Sunday’s music headliner, Nation Beat, draws its inspiration from the Maracatu rhythms of Northern Brazil and mixes it with American funk, country and blues. The result is an original and extraordinary sound. Nation Beat musician Scott Kettner was studying under Jazz drummer Billy Hart when he first came across a rhythm called Maracatu. Intrigued with the sound, Kettner eventually moved to Northeast Brazil where he began learning Forro and Maracatu music. In a recent interview, Kettner recalled, “As I was living there, I noticed there were a lot of strong connections or strong parallels with the music from the Southern United States like bluegrass and New Orleans Second Line music and the Mardi Gras Indian music…Cajun music and zydeco music.” Kettner, who grew up in Florida, concluded that the music and culture of Northeast Brazil had some commonality with that of the Southern U.S. “It’s mostly an agricultural area…a lot of farmland and hard working people…so the music has a lot of similarities. For instance in Maracatu, it’s processional music, just like in the New Orleans Second Line brass bands. It’s all processional music. In Forro music from Brazil, you have the accordion and the triangle and sometimes you have a fiddle and a triangle, just like in zydeco and Cajun music.”
The similarity extends to other areas, as well. “The dances are very similar, and most importantly, the main root of it all is indigenous, and African and European because the way that the Northeast of Brazil was colonized is very similar to how Louisiana was colonized, so there are a lot of strong connections there,” noted Kettner.
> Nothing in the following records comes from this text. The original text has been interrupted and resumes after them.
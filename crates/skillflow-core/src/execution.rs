//! Persisted record of one workflow run.

use crate::context::SkillContext;
use crate::input::{SkillInput, TaskSpec};
use crate::output::OutputCode;
use crate::step::{StepName, WorkflowStep};
use crate::value::{overlay, Value, ValueMap};
use crate::workflow::WorkflowDefinition;
use chrono::{DateTime, Utc};
use serde::{Deserialize, Serialize};
use std::collections::BTreeMap;
use std::fmt;

/// Lifecycle state of an execution.
#[derive(Debug, Clone, Copy, PartialEq, Eq, Hash, Serialize, Deserialize)]
#[serde(rename_all = "lowercase")]
pub enum ExecutionStatus {
    Running,
    /// Waiting for external input; resumable.
    Paused,
    Success,
    Failed,
}

impl ExecutionStatus {
    /// `success` and `failed` never change again.
    pub fn is_terminal(self) -> bool {
        matches!(self, ExecutionStatus::Success | ExecutionStatus::Failed)
    }
}

impl fmt::Display for ExecutionStatus {
    fn fmt(&self, f: &mut fmt::Formatter<'_>) -> fmt::Result {
        let s = match self {
            ExecutionStatus::Running => "running",
            ExecutionStatus::Paused => "paused",
            ExecutionStatus::Success => "success",
            ExecutionStatus::Failed => "failed",
        };
        write!(f, "{}", s)
    }
}

/// One entry of the executed-steps history.
#[derive(Debug, Clone, PartialEq, Serialize, Deserialize)]
#[serde(rename_all = "camelCase")]
pub struct StepRecord {
    pub step: StepName,
    pub skill: String,
    pub code: OutputCode,
    pub message: String,
    /// 1-based visit number of this step within the execution.
    pub visit: u32,
    pub started_at: DateTime<Utc>,
    pub finished_at: DateTime<Utc>,
}

/// Mutable run record, persisted after every step and keyed by trace id.
#[derive(Debug, Clone, PartialEq, Serialize, Deserialize)]
#[serde(rename_all = "camelCase")]
pub struct WorkflowExecution {
    pub workflow_name: String,
    pub workflow_version: String,
    pub trace_id: String,
    pub current_step: Option<StepName>,
    pub status: ExecutionStatus,
    pub context: SkillContext,
    /// Configuration carried from the initial input.
    #[serde(default)]
    pub config: ValueMap,
    /// Task carried between steps; its params accumulate step overlays.
    #[serde(default)]
    pub task: TaskSpec,
    #[serde(default)]
    pub snapshot_path: Option<String>,
    #[serde(default)]
    pub executed_steps: Vec<StepRecord>,
    /// How many times each step has been entered.
    #[serde(default)]
    pub step_visits: BTreeMap<String, u32>,
    /// How many times each step has ended with `400` or `500`.
    #[serde(default)]
    pub step_failures: BTreeMap<String, u32>,
    pub created_at: DateTime<Utc>,
    pub updated_at: DateTime<Utc>,
    #[serde(default)]
    pub last_error: Option<String>,
}

impl WorkflowExecution {
    /// Creates a running record positioned at the workflow's initial step.
    pub fn start(workflow: &WorkflowDefinition, trace_id: impl Into<String>, input: SkillInput) -> Self {
        let now = Utc::now();
        Self {
            workflow_name: workflow.name.clone(),
            workflow_version: workflow.version.clone(),
            trace_id: trace_id.into(),
            current_step: Some(workflow.initial_step.clone()),
            status: ExecutionStatus::Running,
            context: input.context,
            config: input.config,
            task: input.task,
            snapshot_path: input.snapshot_path,
            executed_steps: Vec::new(),
            step_visits: BTreeMap::new(),
            step_failures: BTreeMap::new(),
            created_at: now,
            updated_at: now,
            last_error: None,
        }
    }

    /// Names of executed steps, in order.
    pub fn executed_step_names(&self) -> Vec<&str> {
        self.executed_steps.iter().map(|r| r.step.as_str()).collect()
    }

    /// Times `step` has been entered so far.
    pub fn visits(&self, step: &str) -> u32 {
        self.step_visits.get(step).copied().unwrap_or(0)
    }

    /// Counts a new visit of `step` and returns the updated count.
    pub fn record_visit(&mut self, step: &StepName) -> u32 {
        let count = self.step_visits.entry(step.to_string()).or_insert(0);
        *count += 1;
        *count
    }

    /// Times `step` has failed so far.
    pub fn failures(&self, step: &str) -> u32 {
        self.step_failures.get(step).copied().unwrap_or(0)
    }

    /// Counts a failure of `step` and returns the updated count.
    pub fn record_failure(&mut self, step: &StepName) -> u32 {
        let count = self.step_failures.entry(step.to_string()).or_insert(0);
        *count += 1;
        *count
    }

    /// Builds the input for `step`.
    ///
    /// Static step params are overlaid onto the carried task params, and the
    /// result is carried on to the next step.
    pub fn prepare_step_input(&mut self, step: &WorkflowStep) -> SkillInput {
        self.task.params = overlay(&self.task.params, &step.params);
        let visit = self.visits(step.name.as_str());

        let task = TaskSpec {
            id: format!("{}:{}:{}", self.trace_id, step.name, visit),
            name: step.name.to_string(),
            target: self.task.target.clone(),
            params: self.task.params.clone(),
            timeout_ms: self.task.timeout_ms,
            max_retry: Some(step.retry),
        };

        SkillInput {
            config: self.config.clone(),
            context: self.context.clone(),
            task,
            snapshot_path: self.snapshot_path.clone(),
            trace_id: self.trace_id.clone(),
        }
    }

    /// Marks the record as modified now.
    pub fn touch(&mut self) {
        self.updated_at = Utc::now();
    }

    /// Caller-facing summary used as the `data` of workflow outputs.
    pub fn summary(&self) -> ValueMap {
        let mut data = ValueMap::new();
        data.insert("traceId".to_string(), Value::String(self.trace_id.clone()));
        data.insert(
            "workflow".to_string(),
            Value::String(self.workflow_name.clone()),
        );
        data.insert("status".to_string(), Value::String(self.status.to_string()));
        data.insert(
            "currentStep".to_string(),
            self.current_step
                .as_ref()
                .map(|s| Value::String(s.to_string()))
                .unwrap_or(Value::Null),
        );
        data.insert(
            "executedSteps".to_string(),
            Value::Array(
                self.executed_step_names()
                    .into_iter()
                    .map(|s| Value::String(s.to_string()))
                    .collect(),
            ),
        );
        data.insert(
            "context".to_string(),
            serde_json::to_value(&self.context).unwrap_or(Value::Null),
        );
        data
    }
}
Kettner eventually met Brazilian singer Liliana Araujo who was featured on Nation Beat’s first release and is now a full time member of the band. According to Kettner, the two have a lot in common, “We have a lot of respect for the traditional music, but we also have a lot of contemporary influences, as well.” Kettner and Araujo collaborate on music for the band. “She brings to the table her Brazilian background, and I’m bringing to the table my American background, as well as my influences from living in Brazil. There’s a strong common ground between Liliana and myself that really shapes the sound of Nation Beat.”
Other members of the band add to the mix. “Our guitarist Mike Marshall, he’s deeply rooted in blues music. He’s really, really deep into the blues like Mississippi John Hurt blues stuff…then our bass player Mike Lavalle, he’s coming from more of a jazz, pop background. He plays a lot of hip hop, as well. For this gig, we’re using our original fiddle player, Skye Steele, who has a strong background in jazz and world music,” Kettner explained.
Nation Beat’s latest release is Growing Stone. “It’s dedicated to family farmers all over the world,” Kettner said. Nation Beat performed with Willie Nelson a few years back at Farm Aid. “I hung out with Willie a bunch, and he hung out with us and talked to us a lot about the struggle of the family farmer and what’s happening with the farm bills that our government is passing that’s just harming the small family farmer every time. It encouraged me to write a song called ‘Growing Stone’, which is basically about the struggle of the family farmer.” For more information about the show, visit Tulsa Roots Music.
– With thanks to La Semana.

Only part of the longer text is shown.